Sunday, October 28, 2012

Enjoying a 5K is not Impossible

For those of you know me personally, you know that I despise running a 5K.  I am built for endurance, not for speed.  Amongst my fellow runners, I am the proverbial Clydesdale, plodding along for miles, so the 5K is not my preferred distance.  I mean, what's the point of a race that you finish just when you are properly getting warmed up and finding your groove?
 
I do love to go to running events with a group of people, though.  And, I really do believe in the power of a race to build community and/or raise money for a meaningful cause.  So, when I got an invite to join my cousin at the Undy 5000, I immediately registered the hubs and me for this 5K.  The Undy 5000 is a race series sponsored by the Colon Cancer Alliance to raise funds and awareness for colon cancer.  My cousin is a survivor and I was more than thrilled to celebrate him and do a 5K in his honor.
 
Yesterday, with my hometown dipping down to a chilly, breezy 38 degrees, we bundled up and headed out.  Here we are huddled up before the race.  The race environment is intended to be a fun-filled race with a wink because you are encouraged to wear underwear on the outside.  We weren't quite that committed, but we did see some crazy costumes.  One lady who wore a thong - and nothing else covering her backside.  The guy who came in first ran only in a pair of whitey-tighties.  Brrr!
 


I have been bonding with my treadmill as I discussed in my last post, so I haven't run outside since June.  That meant my race strategy was to walk with the hubs and enjoy the scenery.  He's not a runner, but loves a good walk.  Since every single time that I have attempted this race strategy, I have ditched my husband, he wisely brought his own headphones because he predicted he wouldn't have company.

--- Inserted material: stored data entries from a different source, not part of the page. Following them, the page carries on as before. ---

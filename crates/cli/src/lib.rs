//! Command line front end for the ring balancer.
//!
//! Provides commands for:
//! - Running the load balancer
//! - Running a replica backend
//! - Simulating load distribution over an in-memory ring

pub mod commands;
pub mod config;

pub use commands::{simulate, sweep, Distribution, SweepPoint};
pub use config::{CliConfig, Command, ProvisionerKind, ReplicaArgs, RingArgs, ServeArgs, SimulateArgs};
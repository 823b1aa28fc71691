//! Core hasher trait definitions.

use std::fmt::Debug;

use crate::node::ServerId;

/// Maps virtual nodes and requests to raw ring positions.
///
/// Implementations must be pure: the same inputs always produce the same
/// output, for the lifetime of the process. The two functions should be
/// independent of each other so request positions do not cluster around
/// virtual-node positions.
pub trait RingHasher: Send + Sync + Debug + 'static {
    /// Raw position of replica `replica` of `server`.
    fn virtual_node(&self, server: ServerId, replica: usize) -> u64;

    /// Raw position of a request id.
    fn request(&self, request_id: u64) -> u64;

    /// Returns the name of this hasher.
    fn name(&self) -> &'static str;
}
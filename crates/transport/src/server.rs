//! Load balancer server lifecycle.

use std::future::Future;

use corelib::Dispatcher;
use tokio::net::TcpListener;
use tracing::{info, warn};

use crate::{build_router, AppState};

/// Serve the load balancer on `listener` until `shutdown` resolves.
///
/// When the signal fires the pool is closed first, so routed requests that
/// arrive during the drain get `ShuttingDown`. In-flight requests finish,
/// then every live backend is stopped.
pub async fn serve_until<F>(
    listener: TcpListener,
    dispatcher: Dispatcher,
    shutdown: F,
) -> std::io::Result<()>
where
    F: Future<Output = ()> + Send + 'static,
{
    let pool = dispatcher.pool().clone();
    let router = build_router(AppState::new(dispatcher));

    if let Ok(addr) = listener.local_addr() {
        info!(%addr, "load balancer listening");
    }

    let closing = pool.clone();
    axum::serve(listener, router)
        .with_graceful_shutdown(async move {
            shutdown.await;
            closing.close();
        })
        .await?;

    let failures = pool.shutdown().await;
    for failure in &failures {
        warn!(hostname = %failure.hostname, error = %failure.error, "backend teardown failed");
    }
    info!(failed = failures.len(), "load balancer stopped");
    Ok(())
}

He was right. (shh! Don't tell him I said that)  I used the excuse that I wanted to warm up by running and took off.  Two miles later, I was still running. Three-point-one miles later, and I was still running.  Not only was I still running, I was feeling great!  I was having fun and vibing on the energy of the race participants.  I crossed the finish line and was greeted with this image on my watch.

Nope, that's not a PR.  Not even close.  But that is a guarantee that I am still a runner.  In this period of my life when so many things feel like they are not guaranteed, I will take that 5K and run with it.

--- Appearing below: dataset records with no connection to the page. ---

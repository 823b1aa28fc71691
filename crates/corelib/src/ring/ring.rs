//! Hash ring data structure.
//!
//! A fixed array of `slots` cells, each empty or owned by a server. Servers
//! own `vnodes` cells each, claimed by bounded linear probing from the home
//! slot of each virtual node.

use std::collections::BTreeSet;
use std::sync::Arc;

use serde::{Deserialize, Serialize};
use tracing::{debug, warn};

use crate::error::{Error, Result};
use crate::hash::{HasherKind, RingHasher};
use crate::node::ServerId;
use crate::ring::position::Probe;
use crate::vnode::VirtualNode;

/// Default number of cells in the ring.
pub const DEFAULT_SLOTS: usize = 512;

/// Default number of virtual nodes per server.
pub const DEFAULT_VNODES: usize = 9;

/// Shape of the ring.
#[derive(Clone, Debug, PartialEq, Eq, Serialize, Deserialize)]
pub struct RingConfig {
    /// Number of cells. Fixed for the lifetime of the ring.
    pub slots: usize,
    /// Virtual nodes per server.
    pub vnodes: usize,
    /// Hash functions used for placement and lookup.
    pub hasher: HasherKind,
}

impl Default for RingConfig {
    fn default() -> Self {
        Self {
            slots: DEFAULT_SLOTS,
            vnodes: DEFAULT_VNODES,
            hasher: HasherKind::default(),
        }
    }
}

impl RingConfig {
    /// Check that the ring can hold at least one server.
    pub fn validate(&self) -> Result<()> {
        if self.slots == 0 {
            return Err(Error::InvalidConfig("ring must have at least one slot".into()));
        }
        if self.vnodes == 0 {
            return Err(Error::InvalidConfig(
                "servers need at least one virtual node".into(),
            ));
        }
        if self.vnodes > self.slots {
            return Err(Error::InvalidConfig(format!(
                "{} virtual nodes do not fit in {} slots",
                self.vnodes, self.slots
            )));
        }
        Ok(())
    }

    /// Largest number of servers the ring can hold.
    pub fn max_servers(&self) -> usize {
        self.slots / self.vnodes
    }
}

/// Consistent hash ring over a fixed slot array.
///
/// The ring knows server ids only; hostnames and the id → record mapping are
/// owned by the pool. The ring is not synchronized: the pool keeps it behind
/// the same lock as its registry so the two never diverge.
#[derive(Clone, Debug)]
pub struct HashRing {
    cells: Box<[Option<ServerId>]>,
    vnodes: usize,
    occupied: usize,
    hasher: Arc<dyn RingHasher>,
}

impl HashRing {
    /// Create an empty ring with the default shape (512 slots, 9 vnodes).
    pub fn new() -> Self {
        Self::from_parts(DEFAULT_SLOTS, DEFAULT_VNODES, HasherKind::default().build())
    }

    /// Create an empty ring from a configuration.
    pub fn with_config(config: &RingConfig) -> Result<Self> {
        config.validate()?;
        Ok(Self::from_parts(config.slots, config.vnodes, config.hasher.build()))
    }

    /// Create an empty ring with an explicit hasher.
    pub fn with_hasher(slots: usize, vnodes: usize, hasher: Arc<dyn RingHasher>) -> Result<Self> {
        RingConfig {
            slots,
            vnodes,
            hasher: HasherKind::default(),
        }
        .validate()?;
        Ok(Self::from_parts(slots, vnodes, hasher))
    }

    fn from_parts(slots: usize, vnodes: usize, hasher: Arc<dyn RingHasher>) -> Self {
        let mut ring = Self {
            cells: vec![None; slots].into_boxed_slice(),
            vnodes,
            occupied: 0,
            hasher,
        };
        ring.init();
        ring
    }

    /// Reset every cell to empty.
    pub fn init(&mut self) {
        self.cells.iter_mut().for_each(|cell| *cell = None);
        self.occupied = 0;
    }

    /// Place all virtual nodes of `server`.
    ///
    /// Each virtual node takes the first empty cell at or after its home slot.
    /// The scan gives up after one full lap; in that case every cell written
    /// by this call is cleared again and `RingFull` is returned, so a failed
    /// add leaves the ring exactly as it was.
    ///
    /// # Errors
    /// - `Validation` if `server` already owns cells
    /// - `RingFull` if a virtual node found no empty cell
    pub fn add_server(&mut self, server: ServerId) -> Result<()> {
        if self.contains(server) {
            return Err(Error::validation(format!(
                "server {server} is already on the ring"
            )));
        }

        let slots = self.slots();
        let hasher = Arc::clone(&self.hasher);
        let mut placed = Vec::with_capacity(self.vnodes);

        for vnode in VirtualNode::all_for(hasher.as_ref(), server, self.vnodes) {
            let empty = Probe::new(vnode.home_slot(slots), slots).find(|&s| self.cells[s].is_none());
            match empty {
                Some(slot) => {
                    self.cells[slot] = Some(server);
                    self.occupied += 1;
                    placed.push(slot);
                }
                None => {
                    for slot in &placed {
                        self.cells[*slot] = None;
                    }
                    self.occupied -= placed.len();
                    warn!(%server, placed = placed.len(), "ring full, placement rolled back");
                    return Err(Error::RingFull {
                        server,
                        placed: placed.len(),
                        required: self.vnodes,
                    });
                }
            }
        }

        debug!(%server, cells = ?placed, "added server to ring");
        Ok(())
    }

    /// Clear every cell owned by `server` and return how many were cleared.
    ///
    /// For each virtual node the probe chain is walked from its home slot to
    /// the first cell still owned by `server`; that cell and the contiguous
    /// run of `server` cells after it are cleared. Empty cells do not end the
    /// walk, since earlier removals can leave holes inside a chain. Each walk
    /// covers at most one lap, and each one clears at least one remaining
    /// cell, so K walks reclaim every cell the server held.
    pub fn remove_server(&mut self, server: ServerId) -> usize {
        let slots = self.slots();
        let hasher = Arc::clone(&self.hasher);
        let mut cleared = 0;

        for vnode in VirtualNode::all_for(hasher.as_ref(), server, self.vnodes) {
            if cleared == self.vnodes {
                break;
            }
            let start = Probe::new(vnode.home_slot(slots), slots)
                .find(|&s| self.cells[s] == Some(server));
            let Some(start) = start else {
                continue;
            };
            for slot in Probe::new(start, slots) {
                if self.cells[slot] != Some(server) {
                    break;
                }
                self.cells[slot] = None;
                cleared += 1;
            }
        }

        self.occupied -= cleared;
        if cleared > 0 {
            debug!(%server, cleared, "removed server from ring");
        }
        cleared
    }

    /// Owner of the first occupied cell at or after the request's slot.
    ///
    /// Returns `None` when the ring is empty.
    pub fn server_for_request(&self, request_id: u64) -> Option<ServerId> {
        if self.occupied == 0 {
            return None;
        }
        let hash = self.hasher.request(request_id);
        Probe::from_hash(hash, self.slots()).find_map(|slot| self.cells[slot])
    }

    /// Number of cells.
    #[inline]
    pub fn slots(&self) -> usize {
        self.cells.len()
    }

    /// Virtual nodes per server.
    #[inline]
    pub fn vnodes(&self) -> usize {
        self.vnodes
    }

    /// Number of occupied cells.
    #[inline]
    pub fn occupied(&self) -> usize {
        self.occupied
    }

    /// Number of empty cells.
    #[inline]
    pub fn free_slots(&self) -> usize {
        self.slots() - self.occupied
    }

    /// True when no cell is occupied.
    #[inline]
    pub fn is_empty(&self) -> bool {
        self.occupied == 0
    }

    /// True when one more server is guaranteed to fit.
    ///
    /// A bounded scan over a ring with at least one empty cell always finds
    /// it, so K free cells are enough for K virtual nodes.
    #[inline]
    pub fn has_room_for_server(&self) -> bool {
        self.free_slots() >= self.vnodes
    }

    /// Largest number of servers this ring can hold.
    pub fn max_servers(&self) -> usize {
        self.slots() / self.vnodes
    }

    /// Raw view of the cells.
    pub fn cells(&self) -> &[Option<ServerId>] {
        &self.cells
    }

    /// Indices of the cells owned by `server`.
    pub fn cells_of(&self, server: ServerId) -> Vec<usize> {
        self.cells
            .iter()
            .enumerate()
            .filter(|(_, cell)| **cell == Some(server))
            .map(|(slot, _)| slot)
            .collect()
    }

    /// True if `server` owns at least one cell.
    pub fn contains(&self, server: ServerId) -> bool {
        self.cells.iter().any(|cell| *cell == Some(server))
    }

    /// Distinct servers that own cells.
    pub fn servers(&self) -> BTreeSet<ServerId> {
        self.cells.iter().flatten().copied().collect()
    }

    /// Get the hasher name (for logging/debugging).
    pub fn hasher_name(&self) -> &'static str {
        self.hasher.name()
    }
}

impl Default for HashRing {
    fn default() -> Self {
        Self::new()
    }
}

/// Builder for rings with a non-default shape or initial servers.
///
/// # Example
/// ```rust
/// use corelib::ring::RingBuilder;
/// use corelib::ServerId;
///
/// let ring = RingBuilder::new()
///     .with_slots(64)
///     .with_vnodes(4)
///     .add_server(ServerId(1))
///     .build()
///     .unwrap();
/// assert_eq!(ring.occupied(), 4);
/// ```
#[derive(Debug, Default)]
pub struct RingBuilder {
    config: RingConfig,
    servers: Vec<ServerId>,
}

impl RingBuilder {
    pub fn new() -> Self {
        Self::default()
    }

    /// Start from an existing configuration.
    pub fn from_config(config: RingConfig) -> Self {
        Self {
            config,
            servers: Vec::new(),
        }
    }

    pub fn with_slots(mut self, slots: usize) -> Self {
        self.config.slots = slots;
        self
    }

    pub fn with_vnodes(mut self, vnodes: usize) -> Self {
        self.config.vnodes = vnodes;
        self
    }

    pub fn with_hasher(mut self, hasher: HasherKind) -> Self {
        self.config.hasher = hasher;
        self
    }

    /// Queue a server to be placed when the ring is built.
    pub fn add_server(mut self, server: ServerId) -> Self {
        self.servers.push(server);
        self
    }

    /// Build the ring, placing queued servers in order.
    pub fn build(self) -> Result<HashRing> {
        let mut ring = HashRing::with_config(&self.config)?;
        for server in self.servers {
            ring.add_server(server)?;
        }
        Ok(ring)
    }
}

Saturday, October 13, 2012

Treadmill As a Way of Life

Whew!  It's been a while.  In that while, a lot and very little has happened.  Let's start with where I left off on my last post.  I was a week out from The Hottest Half.  I didn't get a DNF because I didn't even start.  Blech.

A few days before that race, I looked at the DH and asked, "If I don't finish this half marathon challenge, does that make me a loser?"  He answered honestly and told me that if it were under any other circumstances, then yes, I'd be a loser, but that for now, I'm not.  I breathed a huge sigh of relief and let go.

I let go of all of the expectations that I put on myself; the ones that are illogical or beyond the norm. Let's not get crazy, folks.  I was still showering every day and getting myself to work and I even cooked a meal every now and then.  I just quit punishing myself for missing boot camp or a run or for leaving clean clothes on the couch three days after laundry day.  I quit worrying about eating a cookie or too many carbs and I had too many glassy-eyed nights out to dinner.

Then, I realized that I might have let go of some expectations that make me feel like me.  And, I was packing on some pounds and that made me really feel like someone I didn't want to be.  The problem was that I just couldn't get my butt out the door.  I was crushed with anxiety that I wouldn't be able to finish a run; that I'd be stranded out there in the early dark of the morning feeling like I couldn't go on.

I'm someone who (thinks I) thrives on stress.  I over-pack my life with commitments and goals.  I find it thrilling to see an event ahead on my horizon.  It's a part of me that helped me write a dissertation and to become a runner.  But I'm here to tell you, friends, that the personal stress that has come from my mother being treated for leukemia with these crazy long hospital stays, has/is/may crush me.

Somehow, I had to get out from under that weight.

I stepped on the treadmill.  I convinced myself that I only had to stay there for 30 minutes and that I could walk, run, or crawl, but I had to stay on that thing for 30 minutes.  Turns out that all I needed was an exit strategy, but I didn't actually need to exit.

September was about remembering how to run.  It was a great relief and joy the day I once again ran for 30 minutes without stopping.  Then, in October, the DH and I began a challenge to work out every day and to not eat pizza.  It's been a little rocky for me, but I'm doing better.  This morning I ran for 45 minutes and was happy.

The treadmill has been a metaphor for my life in many ways recently.  There are days that I just have to put one foot in front of the other.  Just keep staring forward.  Just keep moving.  Just keep going.  Just hope that tomorrow it will all be fun again.

If I were a triathlete, this is the part where I would say, "Just keep swimming."  But, I'm a runner, so I'll just keep running.